When will M&A transactions need to be reported?

From 12 October,[2] transactions involving a change of control and meeting the following two thresholds must be notified to the European Commission (“Commission”) and cannot be implemented prior to clearance:

  • Turnover: The target company (in case of an acquisition), at least one of the merging companies (in case of a merger), or the planned full-function joint venture is established in the EU[3] and generates an aggregate annual EU-wide turnover of at least EUR 500 million; and
  • Amount of Foreign Financial Contributions (FFC): The combined aggregate financial contributions received by the companies involved in the transaction from non-EU governments exceed EUR 50 million in the three financial years preceding the conclusion of the agreement, the announcement of the public bid, or the acquisition of a controlling interest.

Failure to notify can result in significant fines (up to 10% of turnover). Companies can also be fined up to 1% of turnover for negligent or intentional supply of incorrect or misleading information.

What are FFC?

The concept of FFC covers a broad spectrum of financial contributions, including:

  • transfer of funds or liabilities (e.g., capital injections, grants, loans, loan guarantees, fiscal incentives, the setting off of operating losses, compensation for financial burdens imposed by public authorities, debt forgiveness, debt to equity swaps, or rescheduling);
  • the foregoing of revenue that is otherwise due (such as tax exemptions or the granting of special or exclusive rights without adequate remuneration); and
  • the provision or purchase of goods or services (even if in line with normal market conditions and including ordinary-course arm’s-length transactions).

FSR review process

Although the FSR review timeline is similar to the one under the EU Merger Regulation, FSR reviews will be carried out separately and could potentially not align with EU merger control reviews.

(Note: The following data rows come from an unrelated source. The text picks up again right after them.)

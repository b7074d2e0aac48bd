use std::fs::File;
use std::io::{self, Read, Seek, SeekFrom};

pub const GZIP_MAGIC: [u8; 2] = [0x1F, 0x8B];

pub fn looks_like_gzip<R: Read + Seek>(mut r: R) -> io::Result<bool> {
    let mut magic = [0u8; 2];
    let pos = r.stream_position()?;
    let n = r.read(&mut magic)?;
    r.seek(SeekFrom::Start(pos))?;
    Ok(n >= 2 && magic == GZIP_MAGIC)
}

pub fn open_file(path: &std::path::Path) -> io::Result<File> {
    std::fs::File::open(path)
}

/// Drop trailing ASCII whitespace (including the line terminator) in place.
pub fn trim_end_in_place(buf: &mut Vec<u8>) {
    while buf.last().is_some_and(u8::is_ascii_whitespace) {
        buf.pop();
    }
}
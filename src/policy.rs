/// What to do with trailing input that does not form a complete record.
#[derive(Debug, Clone, Copy, PartialEq, Eq)]
pub enum ErrorPolicy {
    /// Log a warning, drop the orphan lines, keep everything written so far.
    Skip,
    /// Return the first error to the caller (strict).
    Return,
}

#[derive(Debug, Clone)]
pub struct FixOptions {
    pub error_policy: ErrorPolicy,
}

impl Default for FixOptions {
    fn default() -> Self {
        Self {
            error_policy: ErrorPolicy::Skip,
        }
    }
}
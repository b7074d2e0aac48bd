use crate::error::{FixError, FormatError, IoContext};
use crate::policy::{ErrorPolicy, FixOptions};
use crate::record::FastqRecord;
use crate::util::{looks_like_gzip, open_file, trim_end_in_place};

use flate2::read::MultiGzDecoder;
use std::io::{self, BufRead, BufReader};
use std::path::Path;

/// Streaming FASTQ reader yielding strict four-line blocks.
pub struct FastqReader {
    rdr: Box<dyn BufRead + Send>,
    opts: FixOptions,
    line_num: u64,
    byte_pos: u64,
    dropped_lines: usize,
    done: bool,
}

impl FastqReader {
    /// Open a gzip FASTQ file. Input without the gzip magic is rejected up front.
    pub fn from_path<P: AsRef<Path>>(path: P, opts: FixOptions) -> Result<Self, FixError> {
        let path = path.as_ref();
        let unreadable = |e| FixError::FileNotFound {
            path: path.to_path_buf(),
            source: e,
        };
        let f = open_file(path).map_err(unreadable)?;

        // A directory opens fine on unix and only fails here.
        let is_gz = looks_like_gzip(&f).map_err(unreadable)?;
        let start = IoContext {
            byte_pos: 0,
            line_num: 0,
        };
        if !is_gz {
            return Err(FixError::gz_err(
                io::Error::new(io::ErrorKind::InvalidData, "missing gzip magic bytes"),
                start,
            ));
        }

        let dec = MultiGzDecoder::new(f);
        Ok(Self {
            rdr: Box::new(BufReader::with_capacity(256 * 1024, dec)),
            opts,
            line_num: 0,
            byte_pos: 0,
            dropped_lines: 0,
            done: false,
        })
    }

    /// Wrap an arbitrary `BufRead` carrying plain FASTQ text.
    pub fn from_bufread<R: BufRead + Send + 'static>(reader: R, opts: FixOptions) -> Self {
        Self {
            rdr: Box::new(reader),
            opts,
            line_num: 0,
            byte_pos: 0,
            dropped_lines: 0,
            done: false,
        }
    }

    /// Orphan lines discarded at end of stream under `ErrorPolicy::Skip`.
    pub fn dropped_lines(&self) -> usize {
        self.dropped_lines
    }

    /// Iterator-style `next` record.
    pub fn next(&mut self) -> Option<Result<FastqRecord, FixError>> {
        if self.done {
            return None;
        }
        match self.read_one() {
            Ok(Some(rec)) => Some(Ok(rec)),
            Ok(None) => {
                self.done = true;
                None
            }
            Err(err) => {
                self.done = true;
                Some(Err(err))
            }
        }
    }

    fn read_line(&mut self, buf: &mut Vec<u8>) -> Result<usize, FixError> {
        buf.clear();
        let n = self
            .rdr
            .read_until(b'\n', buf)
            .map_err(|e| FixError::gz_err(e, self.ctx()))?;
        if n > 0 {
            self.line_num += 1;
            self.byte_pos += n as u64;
            trim_end_in_place(buf);
        }
        Ok(n)
    }

    fn read_one(&mut self) -> Result<Option<FastqRecord>, FixError> {
        let mut rec = FastqRecord::default();

        if self.read_line(&mut rec.header)? == 0 {
            return Ok(None);
        }
        if rec.header.is_empty() {
            // A blank header line ends the records. Only blank lines may follow it.
            let mut rest = Vec::new();
            loop {
                if self.read_line(&mut rest)? == 0 {
                    return Ok(None);
                }
                if !rest.is_empty() {
                    break;
                }
            }
            match self.opts.error_policy {
                ErrorPolicy::Skip => {
                    log::warn!(
                        "blank line before line {}, ignoring the rest of the input",
                        self.line_num
                    );
                    return Ok(None);
                }
                ErrorPolicy::Return => {
                    return Err(FixError::fmt_err(FormatError::BlankHeader, self.ctx()));
                }
            }
        }

        let mut lines = 1;
        for buf in [&mut rec.seq, &mut rec.sep, &mut rec.qual] {
            if self.read_line(buf)? == 0 {
                return self.truncated(lines);
            }
            lines += 1;
        }
        Ok(Some(rec))
    }

    fn truncated(&mut self, lines: usize) -> Result<Option<FastqRecord>, FixError> {
        match self.opts.error_policy {
            ErrorPolicy::Skip => {
                log::warn!(
                    "input ends {lines} line(s) into a record at line {}, dropping them",
                    self.line_num
                );
                self.dropped_lines += lines;
                Ok(None)
            }
            ErrorPolicy::Return => Err(FixError::fmt_err(
                FormatError::Truncated { lines },
                self.ctx(),
            )),
        }
    }

    #[inline]
    fn ctx(&self) -> IoContext {
        IoContext {
            byte_pos: self.byte_pos,
            line_num: self.line_num,
        }
    }
}

impl Iterator for FastqReader {
    type Item = Result<FastqRecord, FixError>;
    fn next(&mut self) -> Option<Self::Item> {
        FastqReader::next(self)
    }
}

If during its investigation the Commission determines that a foreign subsidy risks distorting the EU internal market, redressive measures or commitments could apply (e.g., divestment of certain assets, repayment of the foreign subsidy, or obligation to refrain from certain investments, among other structural and behavioral measures). Serious non-mitigatable concerns could also lead to the prohibition of the transaction.

Plan ahead

As the notification obligation is far-reaching and disclosure obligations may be very burdensome, we recommend that companies consider the following key preparatory steps:

  • Assess whether an FSR notification will be required for transactions recently signed or already in the pipeline.
  • Account for the impact of FSR reviews in transaction timelines and documents, namely, via regulatory conditions precedent, representations and warranties, disclosure schedules, and, where commercially relevant, possible break fees.
  • Consider establishing a robust procedure to record, monitor, and identify, on a group-wide basis, all relevant financial contributions received or to be received.

[1] Regulation (EU) 2022/2560 of the European Parliament and of the Council of 14 December 2022 on foreign subsidies distorting the internal market.

[2] Transactions signed on or after 12 July but not closed before 12 October would also need to be reported if the thresholds are met.

[3] A company is “established in the EU” not only if it is itself incorporated in the EU, but also if it is based outside of the EU but has a subsidiary or permanent business establishment in the EU.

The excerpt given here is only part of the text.